§ **Problem statement**:
Below are some records; copy each line in them that contains "base".

***** Recorded data

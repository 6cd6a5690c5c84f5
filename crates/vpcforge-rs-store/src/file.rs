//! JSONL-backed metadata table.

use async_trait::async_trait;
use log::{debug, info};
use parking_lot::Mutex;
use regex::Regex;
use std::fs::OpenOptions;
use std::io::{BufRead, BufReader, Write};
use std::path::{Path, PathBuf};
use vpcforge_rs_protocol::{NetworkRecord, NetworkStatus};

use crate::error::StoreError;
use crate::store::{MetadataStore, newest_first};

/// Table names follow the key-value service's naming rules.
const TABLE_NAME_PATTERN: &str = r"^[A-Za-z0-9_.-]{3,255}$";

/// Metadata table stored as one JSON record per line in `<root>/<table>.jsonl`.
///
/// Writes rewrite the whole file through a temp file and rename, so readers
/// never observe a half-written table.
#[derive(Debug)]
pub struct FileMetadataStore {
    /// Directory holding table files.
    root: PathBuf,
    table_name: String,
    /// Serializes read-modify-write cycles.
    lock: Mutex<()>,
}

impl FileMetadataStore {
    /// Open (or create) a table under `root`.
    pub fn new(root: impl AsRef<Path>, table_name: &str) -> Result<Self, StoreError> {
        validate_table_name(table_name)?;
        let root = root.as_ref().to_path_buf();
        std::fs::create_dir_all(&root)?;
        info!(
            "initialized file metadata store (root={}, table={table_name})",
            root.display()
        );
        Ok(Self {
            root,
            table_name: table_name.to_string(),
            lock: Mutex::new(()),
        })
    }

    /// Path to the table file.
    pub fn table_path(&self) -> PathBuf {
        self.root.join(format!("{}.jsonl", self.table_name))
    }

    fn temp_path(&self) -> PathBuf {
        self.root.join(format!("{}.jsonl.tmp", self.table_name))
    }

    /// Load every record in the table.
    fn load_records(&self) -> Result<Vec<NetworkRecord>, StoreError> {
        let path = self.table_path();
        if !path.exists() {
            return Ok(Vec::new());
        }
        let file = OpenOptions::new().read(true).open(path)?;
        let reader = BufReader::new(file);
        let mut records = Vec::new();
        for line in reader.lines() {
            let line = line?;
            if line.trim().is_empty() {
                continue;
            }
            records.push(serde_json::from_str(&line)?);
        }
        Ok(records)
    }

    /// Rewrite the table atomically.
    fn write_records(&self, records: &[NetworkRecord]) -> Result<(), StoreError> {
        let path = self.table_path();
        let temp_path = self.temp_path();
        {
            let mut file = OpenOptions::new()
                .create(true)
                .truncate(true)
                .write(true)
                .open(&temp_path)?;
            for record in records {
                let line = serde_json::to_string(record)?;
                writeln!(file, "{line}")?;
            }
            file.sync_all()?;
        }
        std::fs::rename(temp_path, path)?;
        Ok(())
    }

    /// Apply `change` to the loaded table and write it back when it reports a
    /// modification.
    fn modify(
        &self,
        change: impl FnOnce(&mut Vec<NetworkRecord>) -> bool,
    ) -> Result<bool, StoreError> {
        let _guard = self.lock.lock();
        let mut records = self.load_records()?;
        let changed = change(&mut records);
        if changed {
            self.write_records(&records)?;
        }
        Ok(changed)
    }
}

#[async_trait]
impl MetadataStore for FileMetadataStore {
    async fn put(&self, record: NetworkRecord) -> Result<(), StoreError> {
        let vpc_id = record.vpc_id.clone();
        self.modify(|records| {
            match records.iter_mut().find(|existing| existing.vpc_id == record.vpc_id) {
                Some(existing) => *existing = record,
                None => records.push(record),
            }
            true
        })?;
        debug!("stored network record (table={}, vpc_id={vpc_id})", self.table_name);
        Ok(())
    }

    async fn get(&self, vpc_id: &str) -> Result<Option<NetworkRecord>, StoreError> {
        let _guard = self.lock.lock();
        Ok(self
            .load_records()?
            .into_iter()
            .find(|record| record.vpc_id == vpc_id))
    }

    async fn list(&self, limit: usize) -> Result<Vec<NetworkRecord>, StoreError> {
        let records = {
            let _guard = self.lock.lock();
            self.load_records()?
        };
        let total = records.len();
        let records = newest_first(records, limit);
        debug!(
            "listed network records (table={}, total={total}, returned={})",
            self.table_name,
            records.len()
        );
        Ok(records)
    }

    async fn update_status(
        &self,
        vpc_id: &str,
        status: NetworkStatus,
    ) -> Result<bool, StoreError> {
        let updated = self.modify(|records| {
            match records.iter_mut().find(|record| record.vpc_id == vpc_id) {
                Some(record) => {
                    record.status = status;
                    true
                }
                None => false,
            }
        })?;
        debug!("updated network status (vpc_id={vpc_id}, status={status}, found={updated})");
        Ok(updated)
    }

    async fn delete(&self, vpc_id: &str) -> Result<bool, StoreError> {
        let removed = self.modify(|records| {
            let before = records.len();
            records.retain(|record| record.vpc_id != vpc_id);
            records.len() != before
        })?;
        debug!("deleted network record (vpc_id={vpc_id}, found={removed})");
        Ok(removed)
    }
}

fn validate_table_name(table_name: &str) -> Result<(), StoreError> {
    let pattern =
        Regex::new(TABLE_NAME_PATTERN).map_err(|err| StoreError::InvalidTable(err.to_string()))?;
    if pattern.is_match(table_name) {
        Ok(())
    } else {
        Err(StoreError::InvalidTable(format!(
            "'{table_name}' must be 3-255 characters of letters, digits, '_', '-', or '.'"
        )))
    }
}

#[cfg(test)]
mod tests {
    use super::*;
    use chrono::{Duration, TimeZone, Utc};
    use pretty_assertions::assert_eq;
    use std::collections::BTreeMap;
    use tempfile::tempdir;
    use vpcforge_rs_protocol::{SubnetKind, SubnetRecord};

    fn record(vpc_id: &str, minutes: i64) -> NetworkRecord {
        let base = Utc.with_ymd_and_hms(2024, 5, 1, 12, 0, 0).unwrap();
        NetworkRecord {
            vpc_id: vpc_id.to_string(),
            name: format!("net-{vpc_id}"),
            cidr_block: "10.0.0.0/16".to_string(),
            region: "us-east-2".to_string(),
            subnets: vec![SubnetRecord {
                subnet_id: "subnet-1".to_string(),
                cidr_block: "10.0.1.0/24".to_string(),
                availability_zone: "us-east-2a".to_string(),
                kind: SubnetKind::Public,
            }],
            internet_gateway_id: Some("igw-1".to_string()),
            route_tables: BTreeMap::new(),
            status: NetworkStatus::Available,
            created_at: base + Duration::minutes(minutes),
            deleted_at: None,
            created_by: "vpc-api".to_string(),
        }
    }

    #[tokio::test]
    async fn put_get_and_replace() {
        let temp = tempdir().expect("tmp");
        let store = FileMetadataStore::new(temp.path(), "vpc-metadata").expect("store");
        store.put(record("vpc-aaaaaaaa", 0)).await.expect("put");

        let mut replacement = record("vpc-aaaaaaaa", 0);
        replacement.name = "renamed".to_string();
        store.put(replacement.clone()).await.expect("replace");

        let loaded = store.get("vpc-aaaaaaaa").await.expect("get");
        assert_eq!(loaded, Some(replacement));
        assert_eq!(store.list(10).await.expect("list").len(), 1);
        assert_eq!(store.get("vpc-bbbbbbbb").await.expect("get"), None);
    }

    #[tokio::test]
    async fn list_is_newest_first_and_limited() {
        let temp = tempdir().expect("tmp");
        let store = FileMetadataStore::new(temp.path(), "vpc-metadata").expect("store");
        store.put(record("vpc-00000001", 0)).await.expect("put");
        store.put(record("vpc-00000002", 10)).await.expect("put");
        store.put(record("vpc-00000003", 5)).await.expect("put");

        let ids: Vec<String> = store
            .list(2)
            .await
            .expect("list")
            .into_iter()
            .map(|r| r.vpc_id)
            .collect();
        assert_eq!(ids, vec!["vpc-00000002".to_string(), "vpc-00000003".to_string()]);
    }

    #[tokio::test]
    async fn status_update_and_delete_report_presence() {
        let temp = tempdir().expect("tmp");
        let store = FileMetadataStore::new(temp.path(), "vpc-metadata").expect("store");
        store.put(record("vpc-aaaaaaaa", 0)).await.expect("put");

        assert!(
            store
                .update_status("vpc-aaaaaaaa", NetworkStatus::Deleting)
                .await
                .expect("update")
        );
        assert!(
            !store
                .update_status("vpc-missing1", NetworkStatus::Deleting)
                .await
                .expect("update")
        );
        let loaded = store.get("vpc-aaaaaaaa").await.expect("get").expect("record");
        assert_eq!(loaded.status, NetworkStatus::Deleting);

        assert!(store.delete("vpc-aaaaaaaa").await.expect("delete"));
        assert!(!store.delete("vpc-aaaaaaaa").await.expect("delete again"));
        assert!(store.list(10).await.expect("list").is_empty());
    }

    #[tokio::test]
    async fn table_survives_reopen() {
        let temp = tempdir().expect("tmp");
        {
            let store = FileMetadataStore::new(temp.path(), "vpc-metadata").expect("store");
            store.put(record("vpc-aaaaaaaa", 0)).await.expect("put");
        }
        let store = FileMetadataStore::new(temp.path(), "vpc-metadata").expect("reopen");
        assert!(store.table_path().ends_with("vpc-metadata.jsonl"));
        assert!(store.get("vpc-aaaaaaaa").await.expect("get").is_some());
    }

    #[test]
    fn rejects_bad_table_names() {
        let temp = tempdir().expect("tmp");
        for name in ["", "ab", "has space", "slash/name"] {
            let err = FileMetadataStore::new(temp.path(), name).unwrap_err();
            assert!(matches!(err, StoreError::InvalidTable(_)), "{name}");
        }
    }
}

**********

§ **Answer space**:
        let base = Utc.with_ymd_and_hms(2024, 5, 1, 12, 0, 0).unwrap();
            created_at: base + Duration::minutes(minutes),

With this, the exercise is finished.